▶ **Data shown**:
※ ※ ※
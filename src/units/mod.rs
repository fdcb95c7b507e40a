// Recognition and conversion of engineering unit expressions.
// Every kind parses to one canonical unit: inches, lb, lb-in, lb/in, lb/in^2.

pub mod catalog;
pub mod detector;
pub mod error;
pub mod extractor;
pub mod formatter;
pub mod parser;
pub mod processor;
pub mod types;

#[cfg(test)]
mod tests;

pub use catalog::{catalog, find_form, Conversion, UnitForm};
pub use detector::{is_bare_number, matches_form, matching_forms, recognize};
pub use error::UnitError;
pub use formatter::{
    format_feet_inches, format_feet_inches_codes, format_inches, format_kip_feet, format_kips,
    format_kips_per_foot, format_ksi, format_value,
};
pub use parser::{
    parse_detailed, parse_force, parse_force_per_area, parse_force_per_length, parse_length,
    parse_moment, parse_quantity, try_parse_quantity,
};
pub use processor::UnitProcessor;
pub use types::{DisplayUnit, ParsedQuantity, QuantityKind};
※ ※ ※
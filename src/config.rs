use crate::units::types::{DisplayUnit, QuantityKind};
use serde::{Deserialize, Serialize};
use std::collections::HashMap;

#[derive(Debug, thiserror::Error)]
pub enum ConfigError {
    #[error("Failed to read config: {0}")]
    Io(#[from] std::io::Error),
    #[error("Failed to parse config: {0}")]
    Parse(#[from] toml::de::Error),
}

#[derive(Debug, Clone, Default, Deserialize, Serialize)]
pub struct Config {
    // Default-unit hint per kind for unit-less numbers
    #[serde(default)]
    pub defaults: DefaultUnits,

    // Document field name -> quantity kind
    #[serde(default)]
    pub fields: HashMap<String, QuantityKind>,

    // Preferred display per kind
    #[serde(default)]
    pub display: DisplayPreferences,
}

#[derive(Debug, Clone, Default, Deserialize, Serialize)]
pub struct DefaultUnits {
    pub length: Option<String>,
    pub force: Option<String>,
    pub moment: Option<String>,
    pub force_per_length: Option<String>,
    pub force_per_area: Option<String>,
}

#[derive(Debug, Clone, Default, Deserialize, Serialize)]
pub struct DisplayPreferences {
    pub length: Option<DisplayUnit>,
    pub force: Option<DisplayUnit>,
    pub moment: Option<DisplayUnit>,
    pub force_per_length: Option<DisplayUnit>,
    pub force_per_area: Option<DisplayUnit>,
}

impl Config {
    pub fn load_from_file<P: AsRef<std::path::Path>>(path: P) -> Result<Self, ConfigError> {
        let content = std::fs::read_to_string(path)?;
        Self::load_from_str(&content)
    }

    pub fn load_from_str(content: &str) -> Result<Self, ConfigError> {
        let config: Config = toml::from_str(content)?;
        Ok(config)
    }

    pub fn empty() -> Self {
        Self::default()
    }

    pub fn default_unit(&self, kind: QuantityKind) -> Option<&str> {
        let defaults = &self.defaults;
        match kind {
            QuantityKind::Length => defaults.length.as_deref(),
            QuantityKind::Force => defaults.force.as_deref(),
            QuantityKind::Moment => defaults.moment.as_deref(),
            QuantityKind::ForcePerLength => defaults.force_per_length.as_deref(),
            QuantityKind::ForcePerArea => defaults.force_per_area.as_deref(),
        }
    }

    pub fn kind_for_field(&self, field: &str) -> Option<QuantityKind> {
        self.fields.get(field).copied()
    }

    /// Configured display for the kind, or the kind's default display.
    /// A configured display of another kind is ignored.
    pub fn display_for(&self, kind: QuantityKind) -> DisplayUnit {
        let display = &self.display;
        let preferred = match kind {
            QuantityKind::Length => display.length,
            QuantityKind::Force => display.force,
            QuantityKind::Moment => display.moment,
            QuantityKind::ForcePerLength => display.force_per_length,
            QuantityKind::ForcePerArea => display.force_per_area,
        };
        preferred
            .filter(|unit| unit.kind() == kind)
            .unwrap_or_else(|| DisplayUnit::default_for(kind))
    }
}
※ ※ ※
▶ **Work request**: Say the number of lines above that include "ForcePerArea", and only that.

▶ **Task result**: 2